• _Activity_
Take the lines below beginning at the line that has "repository bafd041baab3ff96" and stopping after the line that has "pub const DEFAULT_END: &str", and print them exactly as they are, with no other lines.
*** Opening of Given data ***
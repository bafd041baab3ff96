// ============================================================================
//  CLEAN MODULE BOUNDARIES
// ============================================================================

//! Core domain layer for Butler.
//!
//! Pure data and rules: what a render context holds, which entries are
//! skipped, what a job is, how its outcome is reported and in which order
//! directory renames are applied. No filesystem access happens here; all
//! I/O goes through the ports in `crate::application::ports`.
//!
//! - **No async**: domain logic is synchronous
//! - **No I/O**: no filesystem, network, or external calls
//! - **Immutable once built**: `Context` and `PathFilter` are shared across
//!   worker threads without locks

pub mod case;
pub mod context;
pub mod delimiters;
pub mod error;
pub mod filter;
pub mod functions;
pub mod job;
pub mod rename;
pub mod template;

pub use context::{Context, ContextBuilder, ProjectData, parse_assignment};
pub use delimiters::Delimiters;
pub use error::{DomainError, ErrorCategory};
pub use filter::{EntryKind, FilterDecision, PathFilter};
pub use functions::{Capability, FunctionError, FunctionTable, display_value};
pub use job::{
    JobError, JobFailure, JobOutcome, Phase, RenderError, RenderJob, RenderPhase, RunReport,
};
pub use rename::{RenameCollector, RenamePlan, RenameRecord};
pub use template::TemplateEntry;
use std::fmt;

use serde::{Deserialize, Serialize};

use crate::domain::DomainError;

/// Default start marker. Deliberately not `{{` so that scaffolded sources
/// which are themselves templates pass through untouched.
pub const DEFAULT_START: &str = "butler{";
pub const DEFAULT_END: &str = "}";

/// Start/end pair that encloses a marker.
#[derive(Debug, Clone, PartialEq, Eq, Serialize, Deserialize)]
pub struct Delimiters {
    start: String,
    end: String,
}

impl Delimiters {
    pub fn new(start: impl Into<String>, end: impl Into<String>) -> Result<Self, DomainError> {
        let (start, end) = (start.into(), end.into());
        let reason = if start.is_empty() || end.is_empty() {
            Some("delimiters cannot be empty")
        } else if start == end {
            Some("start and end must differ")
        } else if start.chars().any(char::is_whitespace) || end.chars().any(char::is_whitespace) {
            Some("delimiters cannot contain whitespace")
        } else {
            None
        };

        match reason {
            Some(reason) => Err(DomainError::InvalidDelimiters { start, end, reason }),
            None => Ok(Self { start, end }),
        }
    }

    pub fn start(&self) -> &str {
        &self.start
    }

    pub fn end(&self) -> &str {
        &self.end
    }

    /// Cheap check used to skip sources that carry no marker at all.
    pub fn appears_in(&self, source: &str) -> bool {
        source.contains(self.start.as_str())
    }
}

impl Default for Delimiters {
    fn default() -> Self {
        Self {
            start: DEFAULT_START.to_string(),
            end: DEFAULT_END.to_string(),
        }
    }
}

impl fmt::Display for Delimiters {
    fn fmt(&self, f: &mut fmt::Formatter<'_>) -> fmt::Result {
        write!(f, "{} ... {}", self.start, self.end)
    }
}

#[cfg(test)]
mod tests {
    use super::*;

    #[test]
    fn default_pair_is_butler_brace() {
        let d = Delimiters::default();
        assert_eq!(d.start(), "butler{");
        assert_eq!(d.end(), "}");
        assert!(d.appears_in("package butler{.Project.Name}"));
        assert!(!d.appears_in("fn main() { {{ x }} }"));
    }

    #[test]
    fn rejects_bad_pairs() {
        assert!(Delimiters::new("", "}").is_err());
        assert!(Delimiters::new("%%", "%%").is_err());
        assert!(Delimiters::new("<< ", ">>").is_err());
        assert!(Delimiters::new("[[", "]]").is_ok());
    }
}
*** Close of Given data ***
*** Opening of Given data ***
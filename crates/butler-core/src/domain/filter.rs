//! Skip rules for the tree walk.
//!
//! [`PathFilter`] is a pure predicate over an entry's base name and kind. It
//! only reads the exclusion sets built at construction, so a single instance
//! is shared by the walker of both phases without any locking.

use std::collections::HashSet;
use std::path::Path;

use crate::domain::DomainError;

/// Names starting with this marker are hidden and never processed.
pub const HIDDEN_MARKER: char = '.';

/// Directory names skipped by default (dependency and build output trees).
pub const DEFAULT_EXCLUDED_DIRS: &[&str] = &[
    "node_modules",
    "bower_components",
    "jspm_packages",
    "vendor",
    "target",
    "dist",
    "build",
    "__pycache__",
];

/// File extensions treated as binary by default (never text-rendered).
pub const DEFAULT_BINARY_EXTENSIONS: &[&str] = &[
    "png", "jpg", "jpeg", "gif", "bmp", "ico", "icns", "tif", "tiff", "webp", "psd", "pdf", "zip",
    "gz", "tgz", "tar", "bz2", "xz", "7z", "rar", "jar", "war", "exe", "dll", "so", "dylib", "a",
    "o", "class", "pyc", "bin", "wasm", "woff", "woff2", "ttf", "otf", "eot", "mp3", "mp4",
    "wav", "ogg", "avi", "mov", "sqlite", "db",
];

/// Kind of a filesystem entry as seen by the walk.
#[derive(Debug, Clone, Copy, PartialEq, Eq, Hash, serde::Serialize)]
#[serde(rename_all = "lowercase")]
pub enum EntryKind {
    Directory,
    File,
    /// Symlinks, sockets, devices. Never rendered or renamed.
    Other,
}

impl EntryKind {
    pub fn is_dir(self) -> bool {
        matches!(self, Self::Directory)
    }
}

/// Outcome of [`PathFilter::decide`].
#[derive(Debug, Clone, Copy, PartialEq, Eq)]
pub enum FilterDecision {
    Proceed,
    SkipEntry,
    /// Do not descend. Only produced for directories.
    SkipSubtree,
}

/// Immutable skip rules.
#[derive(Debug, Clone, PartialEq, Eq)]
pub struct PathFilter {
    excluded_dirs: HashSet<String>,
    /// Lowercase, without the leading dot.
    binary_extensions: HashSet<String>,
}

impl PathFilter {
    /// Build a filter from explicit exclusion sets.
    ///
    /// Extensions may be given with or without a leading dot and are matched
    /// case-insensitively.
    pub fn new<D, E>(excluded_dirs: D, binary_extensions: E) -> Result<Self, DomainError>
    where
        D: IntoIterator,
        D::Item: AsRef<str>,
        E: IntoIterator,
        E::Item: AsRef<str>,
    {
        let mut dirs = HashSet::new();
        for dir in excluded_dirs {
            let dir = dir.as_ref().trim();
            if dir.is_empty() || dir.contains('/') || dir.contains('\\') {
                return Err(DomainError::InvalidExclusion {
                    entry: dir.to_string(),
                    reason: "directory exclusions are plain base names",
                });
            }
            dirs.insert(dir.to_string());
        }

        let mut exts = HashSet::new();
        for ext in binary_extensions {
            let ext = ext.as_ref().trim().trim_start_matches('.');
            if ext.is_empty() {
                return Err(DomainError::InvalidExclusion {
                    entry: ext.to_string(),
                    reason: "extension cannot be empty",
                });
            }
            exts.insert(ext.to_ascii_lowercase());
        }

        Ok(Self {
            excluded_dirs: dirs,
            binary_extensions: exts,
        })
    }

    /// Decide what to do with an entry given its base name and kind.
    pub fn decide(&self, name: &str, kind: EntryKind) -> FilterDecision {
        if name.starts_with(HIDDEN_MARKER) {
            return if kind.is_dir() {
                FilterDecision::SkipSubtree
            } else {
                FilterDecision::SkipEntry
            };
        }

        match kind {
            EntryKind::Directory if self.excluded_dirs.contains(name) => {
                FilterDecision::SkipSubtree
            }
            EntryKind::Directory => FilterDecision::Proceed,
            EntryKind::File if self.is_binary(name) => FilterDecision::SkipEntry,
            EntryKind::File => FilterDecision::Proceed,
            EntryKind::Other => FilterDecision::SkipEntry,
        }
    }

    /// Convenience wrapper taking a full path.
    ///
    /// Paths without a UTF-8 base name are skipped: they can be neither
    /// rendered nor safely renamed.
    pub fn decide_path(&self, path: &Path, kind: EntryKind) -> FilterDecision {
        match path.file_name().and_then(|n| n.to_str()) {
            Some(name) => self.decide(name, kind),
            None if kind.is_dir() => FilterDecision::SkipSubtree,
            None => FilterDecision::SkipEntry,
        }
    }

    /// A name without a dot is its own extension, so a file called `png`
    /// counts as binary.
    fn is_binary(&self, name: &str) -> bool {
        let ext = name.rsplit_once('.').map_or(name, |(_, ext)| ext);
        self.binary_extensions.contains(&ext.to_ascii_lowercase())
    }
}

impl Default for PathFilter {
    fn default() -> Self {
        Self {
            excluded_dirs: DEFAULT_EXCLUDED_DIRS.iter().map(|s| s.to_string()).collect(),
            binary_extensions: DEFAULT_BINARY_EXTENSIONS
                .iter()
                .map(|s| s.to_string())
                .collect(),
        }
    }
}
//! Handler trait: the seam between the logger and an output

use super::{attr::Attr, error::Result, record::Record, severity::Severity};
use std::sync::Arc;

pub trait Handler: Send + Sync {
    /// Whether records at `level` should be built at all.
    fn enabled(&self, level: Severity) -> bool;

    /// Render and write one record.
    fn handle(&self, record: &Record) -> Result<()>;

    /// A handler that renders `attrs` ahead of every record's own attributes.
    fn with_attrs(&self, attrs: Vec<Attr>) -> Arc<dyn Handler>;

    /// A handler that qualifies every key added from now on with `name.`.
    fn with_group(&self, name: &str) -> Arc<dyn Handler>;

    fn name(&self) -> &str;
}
*** Close of Given data ***
• _Answer below_
repository bafd041baab3ff96
// ============================================================================
//  CLEAN MODULE BOUNDARIES
// ============================================================================

//! Core domain layer for Butler.
//!
//! Pure data and rules: what a render context holds, which entries are
//! skipped, what a job is, how its outcome is reported and in which order
//! directory renames are applied. No filesystem access happens here; all
//! I/O goes through the ports in `crate::application::ports`.
//!
//! - **No async**: domain logic is synchronous
//! - **No I/O**: no filesystem, network, or external calls
//! - **Immutable once built**: `Context` and `PathFilter` are shared across
//!   worker threads without locks

pub mod case;
pub mod context;
pub mod delimiters;
pub mod error;
pub mod filter;
pub mod functions;
pub mod job;
pub mod rename;
pub mod template;

pub use context::{Context, ContextBuilder, ProjectData, parse_assignment};
pub use delimiters::Delimiters;
pub use error::{DomainError, ErrorCategory};
pub use filter::{EntryKind, FilterDecision, PathFilter};
pub use functions::{Capability, FunctionError, FunctionTable, display_value};
pub use job::{
    JobError, JobFailure, JobOutcome, Phase, RenderError, RenderJob, RenderPhase, RunReport,
};
pub use rename::{RenameCollector, RenamePlan, RenameRecord};
pub use template::TemplateEntry;
use std::fmt;

use serde::{Deserialize, Serialize};

use crate::domain::DomainError;

/// Default start marker. Deliberately not `{{` so that scaffolded sources
/// which are themselves templates pass through untouched.
pub const DEFAULT_START: &str = "butler{";
pub const DEFAULT_END: &str = "}";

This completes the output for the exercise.